Volume 10, No. 4, August 2010, Pages 331-344 PDF(605 KB)
Comparing Physicochemical Properties of Ambient Particulate Matter of Hot Spots in a Highly Polluted Air Quality Zone
Hsieh-Hung Tsai1, Chung-Shin Yuan1, Chung-Hsuang Hung2, Yuan-Chung Lin1
1 Institute of Environmental Engineering, National Sun Yat-Sen University, No. 70, Lian-Hai Road, Kaohsiung 804, Taiwan, Republic of China
2 Department of Safety, Health and Environmental Engineering, National Kaohsiung First University of Science and Technology, No. 2, Juoyue Road, Nantz District, Kaohsiung 811, Taiwan, Republic of China
The SURFER model is seldom used in combination with the CMB model to look for PM10 hot spots and estimate the contribution of various sources, and this is the aim of the current study. In addition, the hot spots of ambient particulate matter (PM) and their physicochemical characteristics in a highly polluted zone in southern Taiwan were further investigated and compared. The experimental results show that PM10 concentration in the fall was higher than in spring and summer. Moreover, northern monsoons transported suspended particles from the upwind emission sources to the sampling sites, causing an increase in secondary aerosols such as sulfate and nitrate.
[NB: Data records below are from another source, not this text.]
use tiller_core::{ModelState, Order};

use crate::error::ProducerResult;

/// Output of a desired-orders producer
///
/// A quote is either a list of orders to keep on the book or suppressed.
/// Suppression is sticky: a suppressed quote carries no orders and there is
/// no way to turn it back into a live one.
#[derive(Debug, Clone, Default, PartialEq)]
pub struct Quote {
    orders: Vec<Order>,
    suppressed: bool,
}

impl Quote {
    pub fn new(orders: Vec<Order>) -> Self {
        Self {
            orders,
            suppressed: false,
        }
    }

    /// A quote asking for nothing on the book (cancels everything)
    pub fn empty() -> Self {
        Self::default()
    }

    /// A quote asking the cycle to skip this pulse entirely
    pub fn suppressed() -> Self {
        Self {
            orders: Vec::new(),
            suppressed: true,
        }
    }

    /// Consume this quote and return a suppressed one
    pub fn suppress(self) -> Self {
        Self::suppressed()
    }

    pub fn is_suppressed(&self) -> bool {
        self.suppressed
    }

    pub fn orders(&self) -> &[Order] {
        &self.orders
    }

    /// Transform the orders of a live quote. A suppressed quote passes through.
    pub fn map_orders<F>(self, f: F) -> Self
    where
        F: FnOnce(Vec<Order>) -> Vec<Order>,
    {
        if self.suppressed {
            return self;
        }
        Self::new(f(self.orders))
    }
}

/// Port for the component that decides what should be on the book
///
/// Called once per pulse with the latest model state. Pure with respect to the
/// remote system: it must not place or cancel anything itself.
pub trait DesiredOrdersProducer: Send + Sync {
    fn desired_orders(&self, state: &ModelState) -> ProducerResult<Quote>;

    fn name(&self) -> &str {
        "DesiredOrdersProducer"
    }
}
//! Bounded pause-then-retry execution
//!
//! A [`RetryPolicy`] is a name plus a list of pauses. A policy with N pauses
//! attempts the operation at most N times. After failed attempt `k` (with
//! `k < N`) it sleeps `pauses[k - 1]` and tries again; the error of attempt N
//! is returned unchanged. Errors are never inspected, so callers that must not
//! retry some failures should return those as a successful value (see the
//! runner's batch submission).
//!
//! ```text
//! attempt 1 ──fail──► sleep p[0] ──► attempt 2 ──fail──► sleep p[1] ──► ... attempt N ──fail──► Err
//!     │                                  │                                    │
//!     └──ok──► Ok                        └──ok──► Ok                          └──ok──► Ok
//! ```
//!
//! Policies are built per call-site and consumed by [`RetryPolicy::run`].

use log::{debug, warn};
use std::fmt::Display;
use std::future::Future;
use std::time::Duration;

use crate::error::{GatewayError, Result};

/// Progress of a single `run`
#[derive(Debug, Clone, Copy, PartialEq, Eq)]
enum RetryState {
    NotStarted,
    Attempting(usize),
    Succeeded,
    Exhausted,
}

/// Bounded retry with explicit pauses between attempts
#[derive(Debug, Clone, PartialEq, Eq)]
pub struct RetryPolicy {
    name: String,
    pauses: Vec<Duration>,
}

impl RetryPolicy {
    /// Create a policy attempting once per pause
    ///
    /// An empty pause list would allow zero attempts and is rejected.
    pub fn new(name: impl Into<String>, pauses: Vec<Duration>) -> Result<Self> {
        let name = name.into();
        if pauses.is_empty() {
            return Err(GatewayError::InvalidRetryPolicy(format!(
                "{}: at least one pause is required",
                name
            )));
        }
        Ok(Self { name, pauses })
    }

    /// `attempts` tries separated by the same pause
    pub fn fixed(name: impl Into<String>, attempts: usize, pause: Duration) -> Result<Self> {
        Self::new(name, vec![pause; attempts])
    }

    /// `attempts` tries with a pause doubling from `initial` up to `cap`
    pub fn exponential(
        name: impl Into<String>,
        attempts: usize,
        initial: Duration,
        cap: Duration,
    ) -> Result<Self> {
        let mut pauses = Vec::with_capacity(attempts);
        let mut pause = initial.min(cap);
        for _ in 0..attempts {
            pauses.push(pause);
            pause = pause.saturating_mul(2).min(cap);
        }
        Self::new(name, pauses)
    }

    pub fn name(&self) -> &str {
        &self.name
    }

    /// Maximum number of times `run` invokes the operation
    pub fn attempts(&self) -> usize {
        self.pauses.len()
    }

    pub fn pauses(&self) -> &[Duration] {
        &self.pauses
    }

    /// Run `operation` until it succeeds or the attempts are used up
    pub async fn run<T, E, F, Fut>(self, mut operation: F) -> std::result::Result<T, E>
    where
        F: FnMut() -> Fut,
        Fut: Future<Output = std::result::Result<T, E>>,
        E: Display,
    {
        let total = self.pauses.len();
        let mut state = RetryState::NotStarted;
        let mut attempt = 1;

        loop {
            self.transition(&mut state, RetryState::Attempting(attempt));

            match operation().await {
                Ok(value) => {
                    self.transition(&mut state, RetryState::Succeeded);
                    return Ok(value);
                }
                Err(e) if attempt >= total => {
                    self.transition(&mut state, RetryState::Exhausted);
                    warn!(
                        "[{}] giving up after {} attempt(s): {}",
                        self.name, attempt, e
                    );
                    return Err(e);
                }
                Err(e) => {
                    let pause = self.pauses[attempt - 1];
                    debug!(
                        "[{}] attempt {}/{} failed, retrying in {:?}: {}",
                        self.name, attempt, total, pause, e
                    );
                    tokio::time::sleep(pause).await;
                    attempt += 1;
                }
            }
        }
    }

    fn transition(&self, state: &mut RetryState, next: RetryState) {
        debug!("[{}] {:?} -> {:?}", self.name, state, next);
        *state = next;
    }
}
use async_trait::async_trait;
use tiller_core::Order;

use crate::batch::{OperationBatch, Receipt};
use crate::error::RemoteResult;

/// Port for reading the orders currently resting on the remote book
///
/// The view is eventually consistent: orders placed moments ago may be
/// missing and orders cancelled moments ago may still be listed.
#[async_trait]
pub trait RemoteOrderBook: Send + Sync {
    async fn current_orders(&self) -> RemoteResult<Vec<Order>>;
}

/// Port for mutating the remote book
#[async_trait]
pub trait RemoteExecutor: Send + Sync {
    /// Submit every operation of the batch as one atomic unit
    async fn submit_batch(&self, batch: OperationBatch) -> RemoteResult<Receipt>;

    /// Cancel a single order outside of a batch
    ///
    /// With `ok_if_missing` an order that no longer exists is not an error.
    async fn cancel(&self, order: &Order, ok_if_missing: bool) -> RemoteResult<()>;
}
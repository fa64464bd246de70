//! Chain of quote-building elements

use log::{debug, info};
use tiller_core::ModelState;
use tiller_ports::{DesiredOrdersProducer, ProducerResult, Quote};

/// One step of an [`OrderChain`]
///
/// Receives the quote built so far and returns the next one. Returning a
/// suppressed quote stops the chain.
pub trait ChainElement: Send + Sync {
    fn process(&self, state: &ModelState, quote: Quote) -> ProducerResult<Quote>;

    fn name(&self) -> &str;
}

/// Folds its elements over an initially empty quote
#[derive(Default)]
pub struct OrderChain {
    elements: Vec<Box<dyn ChainElement>>,
}

impl OrderChain {
    pub fn new() -> Self {
        Self::default()
    }

    /// Append an element (builder style)
    pub fn with<E: ChainElement + 'static>(mut self, element: E) -> Self {
        self.elements.push(Box::new(element));
        self
    }

    pub fn len(&self) -> usize {
        self.elements.len()
    }

    pub fn is_empty(&self) -> bool {
        self.elements.is_empty()
    }
}

impl DesiredOrdersProducer for OrderChain {
    fn desired_orders(&self, state: &ModelState) -> ProducerResult<Quote> {
        let mut quote = Quote::empty();
        for element in &self.elements {
            quote = element.process(state, quote)?;
            if quote.is_suppressed() {
                info!("[{}] {} suppressed quoting", state.market, element.name());
                return Ok(quote);
            }
            debug!(
                "[{}] after {}: {} order(s)",
                state.market,
                element.name(),
                quote.orders().len()
            );
        }
        Ok(quote)
    }

    fn name(&self) -> &str {
        "OrderChain"
    }
}
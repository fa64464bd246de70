//! Market making cycle errors

use std::time::Duration;

use thiserror::Error;
use tiller_ports::{ProducerError, RemoteError};

/// Anything that can abort a pulse
#[derive(Error, Debug)]
pub enum CycleError {
    #[error("Producer error: {0}")]
    Producer(#[from] ProducerError),

    #[error("Remote error: {0}")]
    Remote(#[from] RemoteError),

    #[error("Tracking error: {0}")]
    Tracking(#[from] tiller_order_manager::Error),

    #[error("Pulse timed out after {0:?}")]
    Timeout(Duration),
}

impl CycleError {
    /// Failures the venue reported as temporary
    pub fn is_transient(&self) -> bool {
        matches!(self, CycleError::Remote(e) if e.is_transient())
    }
}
The contribution of secondary aerosols in rural areas such as Dai-liao and Chao-zhou (32.1% and 29.9%) and suburban areas like Ren-wu and Lin-yuan (28.7% and 29.0%) were higher than those in urban areas such as Hsiao-kang (20.3%). The higher Fe concentration in Hsiao-kang was attributed to PM emission from steel factories (6.9–7.8%). In this study, the organic carbon/elemental carbon (OC/EC) in PM2.5 and PM10 for the five sites were all in the order of Hsiao-kang > Ren-wu > Lin-yuan > Chao-zhou > Da-liao. In fall, farm burns are very common in both Dai-liao and Chao-zhou, and this source contributed approximately 7.3% and 6.3%, respectively, to these results. The seasonal variation of the contribution from vehicle exhausts to PM10 (13.9–27.5%) at Hsiao-kang was always higher than those at other sites, especially in the fall. The results could provide important information for cost-effective control strategies to improve ambient air quality in hot spot areas.
PM2.5; PM10; Physicochemical characteristics; Hot spot; CMB.